**WHAT NEEDS TO BE DONE**
Go to the line containing "callback or a" and return it and each line after it exactly, through the end of the data below, and nothing more.

**DATA FOR THIS TASK**
========================================================================
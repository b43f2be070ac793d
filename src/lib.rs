//! # thermbus: process-wide event distribution for platform power management.
//!
//! A publish/subscribe core connecting event producers (OS notifications,
//! kernel drivers, policies, simulation sources) to observers, with per-event
//! participant and domain filtering, refcounted registrations, and a single
//! dedicated dispatch worker.
//!
//! ```text
//!   OS hooks ─┐                                   ┌─► policy observers
//!   kernel  ──┼─► signal ─► [FIFO queue] ─► worker┼─► app observers
//!   policies ─┘                │                  └─► built-in power watch
//!                        filter table
//! ```
//!
//! ## Quick start
//! ```no_run
//! use std::sync::Arc;
//! use thermbus::{
//!     DomainId, EventConfig, EventManager, EventObserver, NullPlatform, ParticipantId,
//! };
//! use thermbus::{EventData, EventDescriptor, EventError, EventType};
//!
//! struct Thermal;
//!
//! #[async_trait::async_trait]
//! impl EventObserver for Thermal {
//!     async fn on_event(
//!         &self,
//!         _context: u64,
//!         participant: ParticipantId,
//!         _domain: DomainId,
//!         descriptor: &EventDescriptor,
//!         _payload: Option<&EventData>,
//!     ) -> Result<(), EventError> {
//!         println!("{} from {participant}", descriptor.event_type);
//!         Ok(())
//!     }
//! }
//!
//! # async fn demo() -> Result<(), EventError> {
//! let platform = Arc::new(NullPlatform);
//! let mgr = EventManager::new(EventConfig::default(), platform.clone(), platform);
//! mgr.start().await?;
//!
//! let observer: Arc<dyn EventObserver> = Arc::new(Thermal);
//! mgr.register(
//!     EventType::TemperatureThresholdCrossed,
//!     ParticipantId::ANY,
//!     DomainId::ANY,
//!     &observer,
//!     0,
//! )
//! .await?;
//!
//! mgr.signal(
//!     ParticipantId(1),
//!     DomainId::D0,
//!     EventType::TemperatureThresholdCrossed,
//!     None,
//! )
//! .await?;
//!
//! mgr.shutdown().await;
//! # Ok(())
//! # }
//! ```
//!
//! ## Guarantees
//! - One signal, one queue slot, strict FIFO delivery.
//! - The registry lock is never held across an observer callback or a
//!   platform enable/disable hook; both may re-enter the manager.
//! - A registration that reached refcount zero is never invoked again.
//! - A panicking observer is isolated; delivery continues.

mod config;
mod error;
mod manager;
mod observer;
mod platform;
mod types;

pub use config::EventConfig;
pub use error::EventError;
pub use manager::{EventManager, RegistrationIter, RegistrationSummary};
pub use observer::EventObserver;
pub use platform::{GroupActions, NullPlatform, ParticipantCatalog};
pub use types::{
    DomainId, EventData, EventDataType, EventDescriptor, EventGroup, EventKey, EventType,
    ParticipantId, MAX_EVENT_TYPES,
};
========================================================================
**TASK RESPONSE**
//! - The registry lock is never held across an observer callback or a
//!   platform enable/disable hook; both may re-enter the manager.
//! - A registration that reached refcount zero is never invoked again.
//! - A panicking observer is isolated; delivery continues.

mod config;
mod error;
mod manager;
mod observer;
mod platform;
mod types;

pub use config::EventConfig;
pub use error::EventError;
pub use manager::{EventManager, RegistrationIter, RegistrationSummary};
pub use observer::EventObserver;
pub use platform::{GroupActions, NullPlatform, ParticipantCatalog};
pub use types::{
    DomainId, EventData, EventDataType, EventDescriptor, EventGroup, EventKey, EventType,
    ParticipantId, MAX_EVENT_TYPES,
};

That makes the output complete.